* [Your objective]: Scan the entries below. Return every line that includes "done".

* [Data for analysis]:
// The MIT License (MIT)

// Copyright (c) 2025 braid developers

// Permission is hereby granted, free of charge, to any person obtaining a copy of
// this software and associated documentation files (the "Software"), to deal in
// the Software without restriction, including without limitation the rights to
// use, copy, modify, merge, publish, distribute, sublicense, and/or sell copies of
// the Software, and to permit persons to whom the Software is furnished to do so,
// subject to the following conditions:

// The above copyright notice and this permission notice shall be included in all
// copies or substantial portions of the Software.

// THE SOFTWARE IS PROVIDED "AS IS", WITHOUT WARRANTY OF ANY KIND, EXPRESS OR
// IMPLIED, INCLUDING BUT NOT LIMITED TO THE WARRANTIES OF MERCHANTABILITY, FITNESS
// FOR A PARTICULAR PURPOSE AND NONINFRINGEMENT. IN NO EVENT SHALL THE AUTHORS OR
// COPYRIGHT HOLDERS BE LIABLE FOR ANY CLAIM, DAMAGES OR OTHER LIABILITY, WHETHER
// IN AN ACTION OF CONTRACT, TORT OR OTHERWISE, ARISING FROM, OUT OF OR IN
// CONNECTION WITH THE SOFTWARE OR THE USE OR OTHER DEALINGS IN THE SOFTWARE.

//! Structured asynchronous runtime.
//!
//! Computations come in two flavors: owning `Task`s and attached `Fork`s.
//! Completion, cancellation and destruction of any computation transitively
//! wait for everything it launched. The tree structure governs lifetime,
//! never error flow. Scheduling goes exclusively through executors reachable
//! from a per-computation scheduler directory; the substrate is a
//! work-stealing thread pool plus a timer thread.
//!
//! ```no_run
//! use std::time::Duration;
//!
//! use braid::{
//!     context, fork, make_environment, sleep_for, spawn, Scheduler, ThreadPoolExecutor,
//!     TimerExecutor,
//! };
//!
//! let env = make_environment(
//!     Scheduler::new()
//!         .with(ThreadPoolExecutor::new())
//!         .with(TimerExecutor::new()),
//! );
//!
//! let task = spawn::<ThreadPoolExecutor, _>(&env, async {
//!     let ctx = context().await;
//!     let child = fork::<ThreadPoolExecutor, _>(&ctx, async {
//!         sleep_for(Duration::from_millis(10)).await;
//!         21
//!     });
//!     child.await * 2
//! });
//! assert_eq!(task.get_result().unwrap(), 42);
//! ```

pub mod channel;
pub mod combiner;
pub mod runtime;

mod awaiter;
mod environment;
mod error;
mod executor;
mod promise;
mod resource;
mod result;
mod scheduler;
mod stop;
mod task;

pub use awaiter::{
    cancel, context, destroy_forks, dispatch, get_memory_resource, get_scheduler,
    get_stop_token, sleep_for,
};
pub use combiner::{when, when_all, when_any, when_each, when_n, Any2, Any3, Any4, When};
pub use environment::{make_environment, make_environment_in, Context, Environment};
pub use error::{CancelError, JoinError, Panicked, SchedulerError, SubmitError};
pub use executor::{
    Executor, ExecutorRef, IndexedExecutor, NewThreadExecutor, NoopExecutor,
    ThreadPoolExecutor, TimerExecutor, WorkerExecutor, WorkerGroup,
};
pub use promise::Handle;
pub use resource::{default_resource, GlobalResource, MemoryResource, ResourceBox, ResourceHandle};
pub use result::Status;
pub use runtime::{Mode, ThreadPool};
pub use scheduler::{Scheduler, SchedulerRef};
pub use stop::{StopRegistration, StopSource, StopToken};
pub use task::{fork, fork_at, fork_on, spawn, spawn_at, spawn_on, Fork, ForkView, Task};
==
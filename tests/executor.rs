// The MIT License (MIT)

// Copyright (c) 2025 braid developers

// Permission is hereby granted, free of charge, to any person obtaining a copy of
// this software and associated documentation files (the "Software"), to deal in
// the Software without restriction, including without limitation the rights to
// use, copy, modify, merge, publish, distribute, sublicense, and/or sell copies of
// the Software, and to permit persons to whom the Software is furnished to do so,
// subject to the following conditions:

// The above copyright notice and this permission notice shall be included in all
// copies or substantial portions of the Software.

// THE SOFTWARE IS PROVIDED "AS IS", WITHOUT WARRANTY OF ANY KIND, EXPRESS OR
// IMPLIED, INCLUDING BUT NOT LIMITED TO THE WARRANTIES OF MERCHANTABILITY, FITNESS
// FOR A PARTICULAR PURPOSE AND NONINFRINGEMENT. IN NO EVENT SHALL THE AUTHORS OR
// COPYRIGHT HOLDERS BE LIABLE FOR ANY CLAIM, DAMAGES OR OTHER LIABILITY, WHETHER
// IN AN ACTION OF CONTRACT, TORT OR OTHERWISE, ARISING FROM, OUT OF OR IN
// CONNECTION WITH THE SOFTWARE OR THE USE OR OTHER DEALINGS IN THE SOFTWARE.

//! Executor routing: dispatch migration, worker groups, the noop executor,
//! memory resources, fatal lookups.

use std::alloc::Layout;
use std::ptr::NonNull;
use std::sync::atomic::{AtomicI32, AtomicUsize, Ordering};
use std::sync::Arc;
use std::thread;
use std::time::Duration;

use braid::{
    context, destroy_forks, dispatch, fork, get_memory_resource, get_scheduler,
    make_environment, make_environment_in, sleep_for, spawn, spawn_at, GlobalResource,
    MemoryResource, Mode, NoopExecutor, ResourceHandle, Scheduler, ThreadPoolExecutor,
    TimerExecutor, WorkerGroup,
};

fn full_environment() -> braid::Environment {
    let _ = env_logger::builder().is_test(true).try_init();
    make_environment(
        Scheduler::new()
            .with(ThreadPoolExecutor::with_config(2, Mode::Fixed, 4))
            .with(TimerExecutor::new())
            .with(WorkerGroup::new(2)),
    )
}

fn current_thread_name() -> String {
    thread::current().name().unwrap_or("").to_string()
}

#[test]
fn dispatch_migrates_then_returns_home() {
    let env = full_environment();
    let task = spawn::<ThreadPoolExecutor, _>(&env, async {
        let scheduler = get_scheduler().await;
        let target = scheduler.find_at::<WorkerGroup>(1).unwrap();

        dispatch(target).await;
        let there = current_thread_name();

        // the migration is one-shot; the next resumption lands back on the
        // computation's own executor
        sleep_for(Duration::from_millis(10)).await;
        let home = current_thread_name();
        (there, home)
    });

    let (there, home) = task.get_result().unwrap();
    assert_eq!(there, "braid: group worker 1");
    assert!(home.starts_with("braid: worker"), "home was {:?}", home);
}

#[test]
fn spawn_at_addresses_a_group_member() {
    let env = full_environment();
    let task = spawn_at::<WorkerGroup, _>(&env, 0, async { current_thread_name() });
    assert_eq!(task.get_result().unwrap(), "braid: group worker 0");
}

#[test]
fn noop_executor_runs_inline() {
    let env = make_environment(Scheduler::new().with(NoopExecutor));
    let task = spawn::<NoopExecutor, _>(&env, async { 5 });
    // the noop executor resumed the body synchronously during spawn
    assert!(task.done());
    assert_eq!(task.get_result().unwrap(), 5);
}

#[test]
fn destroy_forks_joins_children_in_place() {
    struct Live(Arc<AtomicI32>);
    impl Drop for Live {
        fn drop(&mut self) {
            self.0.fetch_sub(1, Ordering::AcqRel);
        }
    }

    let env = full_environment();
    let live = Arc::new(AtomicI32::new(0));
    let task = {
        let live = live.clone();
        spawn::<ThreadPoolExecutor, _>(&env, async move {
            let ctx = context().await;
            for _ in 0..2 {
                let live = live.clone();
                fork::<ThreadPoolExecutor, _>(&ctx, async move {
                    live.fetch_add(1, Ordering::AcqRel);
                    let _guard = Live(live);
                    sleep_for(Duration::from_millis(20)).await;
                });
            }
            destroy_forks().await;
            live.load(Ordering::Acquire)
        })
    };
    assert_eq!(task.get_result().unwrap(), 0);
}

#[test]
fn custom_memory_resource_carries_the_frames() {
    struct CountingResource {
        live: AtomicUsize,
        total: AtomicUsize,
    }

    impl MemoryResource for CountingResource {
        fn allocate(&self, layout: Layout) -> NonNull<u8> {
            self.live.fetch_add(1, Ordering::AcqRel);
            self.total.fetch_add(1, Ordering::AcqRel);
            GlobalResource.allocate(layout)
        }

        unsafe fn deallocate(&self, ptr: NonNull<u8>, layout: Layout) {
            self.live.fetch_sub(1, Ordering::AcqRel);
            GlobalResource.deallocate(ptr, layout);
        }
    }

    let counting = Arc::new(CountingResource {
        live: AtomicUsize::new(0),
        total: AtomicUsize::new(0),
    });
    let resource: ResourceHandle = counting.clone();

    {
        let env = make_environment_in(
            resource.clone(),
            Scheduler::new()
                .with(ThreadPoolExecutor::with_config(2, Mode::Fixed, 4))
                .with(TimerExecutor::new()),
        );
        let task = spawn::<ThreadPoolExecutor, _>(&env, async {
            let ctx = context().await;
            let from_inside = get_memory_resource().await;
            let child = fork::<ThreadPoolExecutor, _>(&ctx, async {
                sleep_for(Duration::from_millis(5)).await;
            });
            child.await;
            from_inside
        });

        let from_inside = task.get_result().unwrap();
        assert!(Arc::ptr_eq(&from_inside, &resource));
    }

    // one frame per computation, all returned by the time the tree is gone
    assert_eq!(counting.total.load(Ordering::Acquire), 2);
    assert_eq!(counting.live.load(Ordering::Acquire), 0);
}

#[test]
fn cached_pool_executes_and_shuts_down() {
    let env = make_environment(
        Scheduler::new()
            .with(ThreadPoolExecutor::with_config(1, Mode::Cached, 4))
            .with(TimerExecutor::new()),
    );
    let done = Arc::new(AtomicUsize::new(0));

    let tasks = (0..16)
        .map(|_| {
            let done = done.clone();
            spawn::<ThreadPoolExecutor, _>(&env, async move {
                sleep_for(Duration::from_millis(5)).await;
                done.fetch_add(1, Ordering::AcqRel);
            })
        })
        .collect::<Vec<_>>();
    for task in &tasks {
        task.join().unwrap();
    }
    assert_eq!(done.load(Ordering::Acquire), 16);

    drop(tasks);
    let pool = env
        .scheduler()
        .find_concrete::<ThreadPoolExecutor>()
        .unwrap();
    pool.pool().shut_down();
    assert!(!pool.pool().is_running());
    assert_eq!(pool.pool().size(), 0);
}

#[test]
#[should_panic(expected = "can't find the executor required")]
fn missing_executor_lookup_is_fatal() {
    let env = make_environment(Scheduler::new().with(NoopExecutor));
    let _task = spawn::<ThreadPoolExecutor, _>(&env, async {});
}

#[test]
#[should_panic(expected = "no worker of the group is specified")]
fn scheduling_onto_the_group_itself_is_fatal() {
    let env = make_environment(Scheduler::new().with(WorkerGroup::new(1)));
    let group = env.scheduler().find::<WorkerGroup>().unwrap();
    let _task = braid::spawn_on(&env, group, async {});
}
* * *
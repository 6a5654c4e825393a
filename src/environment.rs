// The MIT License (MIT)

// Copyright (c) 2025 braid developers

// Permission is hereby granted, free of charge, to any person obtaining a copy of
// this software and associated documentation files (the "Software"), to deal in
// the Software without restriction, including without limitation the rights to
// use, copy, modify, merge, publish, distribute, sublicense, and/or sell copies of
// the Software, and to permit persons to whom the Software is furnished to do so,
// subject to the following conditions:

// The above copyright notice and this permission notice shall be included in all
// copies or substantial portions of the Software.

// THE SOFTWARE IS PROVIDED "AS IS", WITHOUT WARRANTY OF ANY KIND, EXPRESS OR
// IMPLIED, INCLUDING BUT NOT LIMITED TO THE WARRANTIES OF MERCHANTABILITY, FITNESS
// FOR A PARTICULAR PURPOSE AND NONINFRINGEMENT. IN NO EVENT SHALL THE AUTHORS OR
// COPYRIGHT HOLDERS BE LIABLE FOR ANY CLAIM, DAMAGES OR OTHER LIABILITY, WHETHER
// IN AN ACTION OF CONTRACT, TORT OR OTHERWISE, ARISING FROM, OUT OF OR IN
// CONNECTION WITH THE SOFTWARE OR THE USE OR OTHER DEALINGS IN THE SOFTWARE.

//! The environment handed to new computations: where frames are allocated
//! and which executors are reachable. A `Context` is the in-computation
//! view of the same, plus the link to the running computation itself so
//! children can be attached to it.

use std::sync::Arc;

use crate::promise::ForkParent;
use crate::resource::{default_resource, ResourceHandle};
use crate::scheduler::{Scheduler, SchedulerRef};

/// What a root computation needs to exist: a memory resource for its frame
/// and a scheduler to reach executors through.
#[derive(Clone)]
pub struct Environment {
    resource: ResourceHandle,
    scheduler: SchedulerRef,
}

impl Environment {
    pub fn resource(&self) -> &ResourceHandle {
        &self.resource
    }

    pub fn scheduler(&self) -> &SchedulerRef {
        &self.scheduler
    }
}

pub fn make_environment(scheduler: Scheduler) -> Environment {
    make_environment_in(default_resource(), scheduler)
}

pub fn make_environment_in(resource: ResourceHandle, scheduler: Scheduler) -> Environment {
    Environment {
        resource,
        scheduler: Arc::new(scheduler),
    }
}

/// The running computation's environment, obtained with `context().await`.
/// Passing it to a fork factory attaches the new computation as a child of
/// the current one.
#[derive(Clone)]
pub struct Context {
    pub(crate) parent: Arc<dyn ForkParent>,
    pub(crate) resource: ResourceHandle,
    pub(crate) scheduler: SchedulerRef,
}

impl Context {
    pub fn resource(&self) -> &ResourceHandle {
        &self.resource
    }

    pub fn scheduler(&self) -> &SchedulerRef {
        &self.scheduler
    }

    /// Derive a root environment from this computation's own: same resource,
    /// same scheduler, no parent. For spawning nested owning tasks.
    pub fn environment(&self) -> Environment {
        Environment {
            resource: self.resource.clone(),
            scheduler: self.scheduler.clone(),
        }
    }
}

* [Answer box]:
    assert!(task.done());
    let done = Arc::new(AtomicUsize::new(0));
            let done = done.clone();
                done.fetch_add(1, Ordering::AcqRel);
    assert_eq!(done.load(Ordering::Acquire), 16);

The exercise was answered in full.